WHAT YOU SHOULD DO | Locate the word "tokio" in the entries below, then gather every line that holds it.

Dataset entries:
┌──

//! Consume the order stream and persist each order at most once.
use std::sync::Arc;

use envconfig::Envconfig;
use tokio::sync::watch;

use order_common::dedup::DuplicateFilter;
use order_common::health::HealthRegistry;
use order_common::lock::LockManager;
use order_common::metrics::{serve, setup_metrics_recorder};
use order_common::records::PgOrderStore;
use order_common::redis::{Client, RedisClient};
use order_common::stream::StreamConsumer;
use order_worker::config::Config;
use order_worker::error::WorkerError;
use order_worker::handlers;
use order_worker::worker::OrderWorker;

#[tokio::main]
async fn main() -> Result<(), WorkerError> {
    tracing_subscriber::fmt::init();

    let config = Config::init_from_env().expect("Invalid configuration:");

    let liveness = HealthRegistry::new("liveness");

    // Startup is the only place connectivity failures are fatal: once the
    // loop runs, store errors are retried on later cycles.
    let client: Arc<dyn Client + Send + Sync> =
        Arc::new(RedisClient::new(config.redis_url.clone()).await?);

    let store = Arc::new(
        PgOrderStore::new(&config.database_url, config.max_pg_connections).await?,
    );
    sqlx::migrate!("./migrations")
        .run(store.pool())
        .await
        .expect("failed to run migrations");

    let consumer_name = config.consumer_name();
    let consumer = StreamConsumer::new(
        client.clone(),
        config.stream_name.as_str(),
        config.group_name.as_str(),
        &consumer_name,
    );
    consumer.ensure_group().await?;

    let worker_liveness = liveness
        .register("worker".to_string(), time::Duration::seconds(60))
        .await;

    let worker = OrderWorker::new(
        consumer,
        LockManager::new(client.clone(), config.lock_ttl.0),
        DuplicateFilter::new(client, store.clone(), config.dedup_ttl.0),
        store,
        config.poll_interval.0,
        config.batch_size,
        worker_liveness,
    );

    let bind = config.bind();
    let app = handlers::app(liveness, Some(setup_metrics_recorder()));
    tokio::task::spawn(async move {
        serve(app, &bind)
            .await
            .expect("failed to start serving metrics");
    });

    let (shutdown_tx, shutdown_rx) = watch::channel(false);
    tokio::spawn(async move {
        tokio::signal::ctrl_c()
            .await
            .expect("failed to listen for the shutdown signal");
        _ = shutdown_tx.send(true);
    });

    tracing::info!(consumer = %consumer_name, "starting order worker");
    worker.run(shutdown_rx).await;

    Ok(())
}
pub mod config;
pub mod error;
pub mod handlers;
pub mod worker;
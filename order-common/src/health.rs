use std::collections::HashMap;
use std::ops::Add;
use std::sync::{Arc, RwLock};

use axum::http::StatusCode;
use axum::response::{IntoResponse, Response};
use time::Duration;
use tokio::sync::mpsc;
use tracing::warn;

/// Health reporting for the worker's asynchronous loops.
///
/// The process can only be trusted with the stream's entries if its loops are
/// actually running, so each loop registers here and pings its handle every
/// cycle. The process status combines the individual ones:
///   - if any component is unhealthy, the process is unhealthy
///   - if all components recently reported healthy, the process is healthy
///   - a component that misses its deadline is considered stalled, and the
///     check fails.

#[derive(Default, Debug)]
pub struct HealthStatus {
    /// The overall status: true if all components are healthy.
    pub healthy: bool,
    /// Current status of each registered component, for display.
    pub components: HashMap<String, ComponentStatus>,
}

impl IntoResponse for HealthStatus {
    /// Computes the status code from the overall health, and prints each
    /// component status in the body for debugging.
    fn into_response(self) -> Response {
        let body = format!("{:?}", self);
        match self.healthy {
            true => (StatusCode::OK, body),
            false => (StatusCode::INTERNAL_SERVER_ERROR, body),
        }
        .into_response()
    }
}

#[derive(Debug, Clone, Eq, PartialEq)]
pub enum ComponentStatus {
    /// Automatically set when a component is newly registered.
    Starting,
    /// Recently reported healthy, will need to report again before the date.
    HealthyUntil(time::OffsetDateTime),
    /// Reported unhealthy.
    Unhealthy,
    /// Automatically set when the HealthyUntil deadline is reached.
    Stalled,
}

struct HealthMessage {
    component: String,
    status: ComponentStatus,
}

pub struct HealthHandle {
    component: String,
    deadline: Duration,
    sender: mpsc::Sender<HealthMessage>,
}

impl HealthHandle {
    /// Report healthy, returns when the message is queued. Must be called
    /// more frequently than the configured deadline.
    pub async fn report_healthy(&self) {
        self.report_status(ComponentStatus::HealthyUntil(
            time::OffsetDateTime::now_utc().add(self.deadline),
        ))
        .await
    }

    /// Report component status, returns when the message is queued.
    pub async fn report_status(&self, status: ComponentStatus) {
        let message = HealthMessage {
            component: self.component.clone(),
            status,
        };
        if let Err(err) = self.sender.send(message).await {
            warn!("failed to report health status: {}", err)
        }
    }
}

#[derive(Clone)]
pub struct HealthRegistry {
    name: String,
    components: Arc<RwLock<HashMap<String, ComponentStatus>>>,
    sender: mpsc::Sender<HealthMessage>,
}

impl HealthRegistry {
    pub fn new(name: &str) -> Self {
        let (tx, mut rx) = mpsc::channel::<HealthMessage>(16);
        let registry = Self {
            name: name.to_owned(),
            components: Default::default(),
            sender: tx,
        };

        let components = registry.components.clone();
        tokio::spawn(async move {
            while let Some(message) = rx.recv().await {
                if let Ok(mut map) = components.write() {
                    _ = map.insert(message.component, message.status);
                } else {
                    // Poisoned lock: just warn, the probes will fail and the
                    // process restart.
                    warn!("poisoned HealthRegistry lock")
                }
            }
        });

        registry
    }

    /// Registers a new component. The returned handle should be passed to the
    /// component so it can frequently report its health status.
    pub async fn register(&self, component: String, deadline: Duration) -> HealthHandle {
        let handle = HealthHandle {
            component,
            deadline,
            sender: self.sender.clone(),
        };
        handle.report_status(ComponentStatus::Starting).await;
        handle
    }

    /// The overall process status, computed from all registered components.
    /// Can be used as an axum handler.
    pub fn get_status(&self) -> HealthStatus {
        let components = self
            .components
            .read()
            .expect("poisoned HealthRegistry lock");

        let mut result = HealthStatus {
            healthy: !components.is_empty(), // unhealthy if no component has registered yet
            components: Default::default(),
        };
        let now = time::OffsetDateTime::now_utc();

        for (name, status) in components.iter() {
            match status {
                ComponentStatus::HealthyUntil(until) if until.gt(&now) => {
                    _ = result.components.insert(name.clone(), status.clone());
                }
                ComponentStatus::HealthyUntil(_) => {
                    result.healthy = false;
                    _ = result
                        .components
                        .insert(name.clone(), ComponentStatus::Stalled);
                }
                _ => {
                    result.healthy = false;
                    _ = result.components.insert(name.clone(), status.clone());
                }
            }
        }

        match result.healthy {
            true => tracing::info!("{} health check ok", self.name),
            false => warn!("{} health check failed: {:?}", self.name, result.components),
        }
        result
    }
}

#[cfg(test)]
mod tests {
    use super::*;
    use std::ops::Sub;
    use time::OffsetDateTime;

    async fn assert_or_retry<F>(check: F)
    where
        F: Fn() -> bool,
    {
        let deadline = OffsetDateTime::now_utc().add(Duration::seconds(5));
        while !check() && OffsetDateTime::now_utc().lt(&deadline) {
            tokio::time::sleep(tokio::time::Duration::from_millis(100)).await;
        }
        assert!(check())
    }

    #[tokio::test]
    async fn defaults_to_unhealthy() {
        let registry = HealthRegistry::new("liveness");
        assert!(!registry.get_status().healthy);
    }

    #[tokio::test]
    async fn tracks_a_component_through_its_lifecycle() {
        let registry = HealthRegistry::new("liveness");

        let handle = registry
            .register("worker".to_string(), Duration::seconds(30))
            .await;
        assert_or_retry(|| registry.get_status().components.len() == 1).await;
        let status = registry.get_status();
        assert!(!status.healthy);
        assert_eq!(
            status.components.get("worker"),
            Some(&ComponentStatus::Starting)
        );

        handle.report_healthy().await;
        assert_or_retry(|| registry.get_status().healthy).await;

        handle.report_status(ComponentStatus::Unhealthy).await;
        assert_or_retry(|| !registry.get_status().healthy).await;
    }

    #[tokio::test]
    async fn a_stalled_component_fails_the_check() {
        let registry = HealthRegistry::new("liveness");
        let handle = registry
            .register("worker".to_string(), Duration::seconds(30))
            .await;

        handle.report_healthy().await;
        assert_or_retry(|| registry.get_status().healthy).await;

        // A ping with an already-elapsed deadline reads as stalled.
        handle
            .report_status(ComponentStatus::HealthyUntil(
                OffsetDateTime::now_utc().sub(Duration::seconds(1)),
            ))
            .await;
        assert_or_retry(|| !registry.get_status().healthy).await;
        assert_eq!(
            registry.get_status().components.get("worker"),
            Some(&ComponentStatus::Stalled)
        );
    }

    #[tokio::test]
    async fn into_response() {
        let nok = HealthStatus::default().into_response();
        assert_eq!(nok.status(), StatusCode::INTERNAL_SERVER_ERROR);

        let ok = HealthStatus {
            healthy: true,
            components: Default::default(),
        }
        .into_response();
        assert_eq!(ok.status(), StatusCode::OK);
    }
}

└──

TASK SOLUTION |
use tokio::sync::watch;
#[tokio::main]
    tokio::task::spawn(async move {
    tokio::spawn(async move {
        tokio::signal::ctrl_c()
use tokio::sync::mpsc;
        tokio::spawn(async move {
            tokio::time::sleep(tokio::time::Duration::from_millis(100)).await;
    #[tokio::test]
    #[tokio::test]
    #[tokio::test]
    #[tokio::test]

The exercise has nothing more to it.